What the exercise asks: Could you print every line from the first one of the records below through the line containing "HTTP statuses as", with both included and nothing else?

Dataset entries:
------------

//! Request transports.
//!
//! The orchestrator never talks to the network directly. It hands the
//! composed query URL to a [`Transport`] and awaits the response body. The
//! production implementation is [`HttpTransport`]; [`MockTransport`] serves
//! canned bodies for tests and offline use.

mod http;
pub mod mock;

pub use http::HttpTransport;
pub use mock::MockTransport;

use async_trait::async_trait;

/// Performs a GET request and returns the response body.
///
/// Implementations should report non-success HTTP statuses as
/// [`TransportError::Status`] rather than returning the error body.
#[async_trait]
pub trait Transport: Send + Sync + std::fmt::Debug {
    /// Fetch the body at `url`
    async fn get(&self, url: &str) -> Result<String, TransportError>;
}

/// Errors that can occur while performing a request
#[derive(Debug, Clone, PartialEq, Eq, thiserror::Error)]
pub enum TransportError {
    /// Network failure (DNS, connect, timeout, body read)
    #[error("Network error: {0}")]
    Network(String),

    /// Server answered with a non-success status
    #[error("HTTP status {0}")]
    Status(u16),

    /// The URL could not be parsed
    #[error("Invalid URL: {0}")]
    InvalidUrl(String),
}

impl From<reqwest::Error> for TransportError {
    fn from(err: reqwest::Error) -> Self {
        match err.status() {
            Some(status) => TransportError::Status(status.as_u16()),
            None => TransportError::Network(err.to_string()),
        }
    }
}

impl From<url::ParseError> for TransportError {
    fn from(err: url::ParseError) -> Self {
        TransportError::InvalidUrl(err.to_string())
    }
}
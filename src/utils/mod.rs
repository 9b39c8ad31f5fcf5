//! Utility modules supporting search operations.
//!
//! - [`get_parameter_by_name`]: Read and decode a query parameter from a URL
//! - [`update_query_string_parameter`]: Set a single `key=value` pair in a URL
//! - [`Location`]: The current page URL with parameter accessors
//! - [`HttpClient`]: Shared reqwest client with timeouts and a user agent
//!
//! # Query strings
//!
//! ```rust
//! use dataset_search::utils::{get_parameter_by_name, update_query_string_parameter};
//!
//! let page = "https://example.org/data?q=permafrost";
//! let next = update_query_string_parameter(page, "start", "10");
//! assert_eq!(next, "https://example.org/data?q=permafrost&start=10");
//! assert_eq!(get_parameter_by_name("start", &next).as_deref(), Some("10"));
//! ```

mod http;
mod query_string;

pub use http::{HttpClient, DEFAULT_TIMEOUT_SECS};
pub use query_string::{get_parameter_by_name, update_query_string_parameter, Location};
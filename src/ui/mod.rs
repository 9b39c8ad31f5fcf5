//! Terminal render target for the command-line client.
//!
//! [`ConsoleTarget`] stands in for the browser page: each region update is
//! printed under a coloured header, the busy indicator is a spinner on
//! stderr, and alerts go to stderr in red.

use owo_colors::OwoColorize;
use std::io::IsTerminal;
use std::sync::Mutex;
use std::time::Duration;

use crate::render::RenderTarget;

/// Check if stdout is a terminal.
pub fn is_terminal() -> bool {
    std::io::stdout().is_terminal()
}

/// Print a section header.
pub fn print_section(title: &str) {
    println!();
    if is_terminal() {
        println!("{}", format!("━━━ {} ━━━", title).bold().cyan());
    } else {
        println!("━━━ {} ━━━", title);
    }
}

/// Print an error line to stderr.
pub fn print_error(msg: &str) {
    if std::io::stderr().is_terminal() {
        eprintln!("{} {}", "✗".red().bold(), msg.red());
    } else {
        eprintln!("✗ {}", msg);
    }
}

/// A loading spinner.
pub struct Spinner {
    pb: indicatif::ProgressBar,
}

impl Spinner {
    /// Create a new spinner with the given message.
    pub fn new(msg: &str) -> Self {
        let pb = indicatif::ProgressBar::new_spinner();
        if let Ok(style) = indicatif::ProgressStyle::with_template("{spinner:.cyan} {msg}") {
            pb.set_style(style.tick_chars("⠁⠂⠄⡀⢀⠠⠐⠈ "));
        }
        pb.set_message(msg.to_string());
        pb.enable_steady_tick(Duration::from_millis(100));

        Self { pb }
    }

    /// Remove the spinner from the terminal.
    pub fn finish(&self) {
        self.pb.finish_and_clear();
    }
}

/// Render target printing to the terminal
pub struct ConsoleTarget {
    category_options: Vec<String>,
    /// Regions that are not printed (e.g. the query URL in quiet mode)
    hidden: Vec<String>,
    spinner: Mutex<Option<Spinner>>,
}

impl ConsoleTarget {
    pub fn new(category_options: Vec<String>) -> Self {
        Self {
            category_options,
            hidden: Vec::new(),
            spinner: Mutex::new(None),
        }
    }

    /// Do not print updates to `element_id`.
    pub fn hide(mut self, element_id: impl Into<String>) -> Self {
        self.hidden.push(element_id.into());
        self
    }

    fn spinner(&self) -> std::sync::MutexGuard<'_, Option<Spinner>> {
        self.spinner
            .lock()
            .unwrap_or_else(|poisoned| poisoned.into_inner())
    }
}

impl RenderTarget for ConsoleTarget {
    fn set_content(&self, element_id: &str, html: &str) {
        // Printed output is append-only, so clearing a region prints nothing.
        if html.is_empty() || self.hidden.iter().any(|id| id == element_id) {
            return;
        }
        print_section(element_id);
        println!("{}", html);
    }

    fn set_busy(&self, busy: bool) {
        let mut spinner = self.spinner();
        if busy {
            if spinner.is_none() && std::io::stderr().is_terminal() {
                *spinner = Some(Spinner::new("Searching..."));
            }
        } else if let Some(active) = spinner.take() {
            active.finish();
        }
    }

    fn alert(&self, message: &str) {
        print_error(message);
    }

    fn set_query_field(&self, value: &str) {
        tracing::debug!(query = %value, "Search form query field set");
    }

    fn category_options(&self) -> Vec<String> {
        self.category_options.clone()
    }

    fn select_category(&self, index: Option<usize>) {
        let selected = index.and_then(|i| self.category_options.get(i));
        tracing::debug!(category = ?selected, "Search form category selected");
    }
}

------------

Problem solution:
//! Request transports.
//!
//! The orchestrator never talks to the network directly. It hands the
//! composed query URL to a [`Transport`] and awaits the response body. The
//! production implementation is [`HttpTransport`]; [`MockTransport`] serves
//! canned bodies for tests and offline use.

mod http;
pub mod mock;

pub use http::HttpTransport;
pub use mock::MockTransport;

use async_trait::async_trait;

/// Performs a GET request and returns the response body.
///
/// Implementations should report non-success HTTP statuses as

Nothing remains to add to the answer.